Create the API proxy pointing to your integration flow. It is important not to use an API Provider with credentials defined, otherwise it uses those credentials to access the Cloud Integration instead of the generated token. Use a URL instead as provider.

API Proxy

Search for the policy template “Connect to SAP Cloud Foundry services”–>“SAP Cloud Foundry SAML2OAuth Flow” on SAP API Business Hub and apply it to your API proxy.
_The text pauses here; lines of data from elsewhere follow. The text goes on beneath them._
//! An entity component system built on sparse sets.
//!
//! A `World` owns entities and one sparse-set store per component type.
//! Entities are generational IDs: a destroyed entity's slot is recycled with
//! a new generation, so a stale `EntityID` never matches the new occupant.
//!
//! Queries walk the smallest of the stores they name and look up the rest, so
//! a query involving a rare component is cheap however common the others
//! are. A `Schedule` runs a fixed list of systems once each per frame, one at
//! a time, in a declared order.
//!
//! # Structural changes during iteration
//!
//! Attaching or detaching a component of a type whose store is borrowed
//! (by a live query, `store()`, `get()` and so on) fails with
//! `EcsError::InvalidIterationMutation`. This is a hard rule, not a
//! convention: a system that wants to change the shape of the world while
//! walking a query must record the changes in a `CommandBuffer` and apply
//! them once the query is dropped.
//!
//! # Archetypes
//!
//! There are no fixed archetypes. `World::spawn` takes a tuple of components
//! to build an entity in one go, but the result is an ordinary entity which
//! can gain and lose components freely afterwards.

pub use command_buffer::CommandBuffer;
pub use component::{
    Component,
    ComponentTypeID,
};
pub use entity::{EntityID, EntityRegistry};
pub use error::{EcsError, Result};
pub use query::{Query, QueryBorrow, QueryIter};
pub use sparse_set::{Attached, SparseSet};
pub use store::{ComponentMut, ComponentRef, StoreMut, StoreRef};
pub use system::{
    BoxSystem,
    FrameError,
    Schedule,
    ScheduleError,
    System,
    SystemAccess,
    SystemRegistration,
    SystemToken,
};
pub use world::{Bundle, World, WorldConfig};

#[macro_use]
pub mod component;
pub mod entity;
pub mod error;
pub mod sparse_set;
mod store;

pub mod query;
mod command_buffer;

pub mod world;
pub mod system;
In the samlHelper.js in the policies enter the following info:

  • Variable sapapim.issuer: origin key of the custom identity provider created in step 1 (Setup SAP API Management as a trusted Identity Provider–>New Trust Configuration)
  • Variable sapapim.audience: download SAML Metadata of your subaccount from SAP BTP Cockpit–>Trust Configuration and take entityId
  • Variable sapapim.recipient: also from SAML Metadata, take the AssertionConsumerService Location (…/oauth/token/alias…)
  • Variable sapapim.username: context.getVariable(“client.cn”) to get the common name of the client certificate making the request
  • Variable sapapim.storename: store name used to sign the SAML assertions to be exchanged with XSUAA
  • Variable sapapim.keyname: name of the key used to sign the SAML assertions
  • Variable sapapim.clientId: client id of the Process Integration Runtime (integration-flow plan) service key with the ESBMessaging.send role assigned
  • Variable sapapim.secret: client secret of the Process Integration Runtime (integration-flow plan) service key with the ESBMessaging.send role assigned
  • AttributeValue: attribute Name=”Groups” mapped to the role collection used in step 1 for sending messages to Cloud Integration (ApplicationIdentifier.RoleName)
  • AttributeValue: attribute Name=”mail” mapped to getVariable(“client.email.address”) to get the e-mail of the client certificate making the request
API Policy

The Process Integration Runtime instance for the service key used above must have following configuration:

Process Integration Runtime Instance

In the policy getOAuthToken enter as HTTPTargetConnection the value of AssertionConsumerService Location found on the file downloaded from the SAP BTP Cockpit–>Trust Configuration–>SAML Metadata.

API Policy

Once you save and deploy the API proxy you can debug it and obtain the generated JWT token.

API Debug

If you decode the token, you can see the extracted user (the common name of the certificate – e.g. *.hana.ondemand.com), the e-mail (*@sap.com) and the group/role assigned to him, among other information.

JWT Token

7) Set client certificate authentication in your external system

Configure your sending system or client for using client certificate authentication. In postman it is done going to File–>Settings–>Certificates and assign your certificate to your endpoint.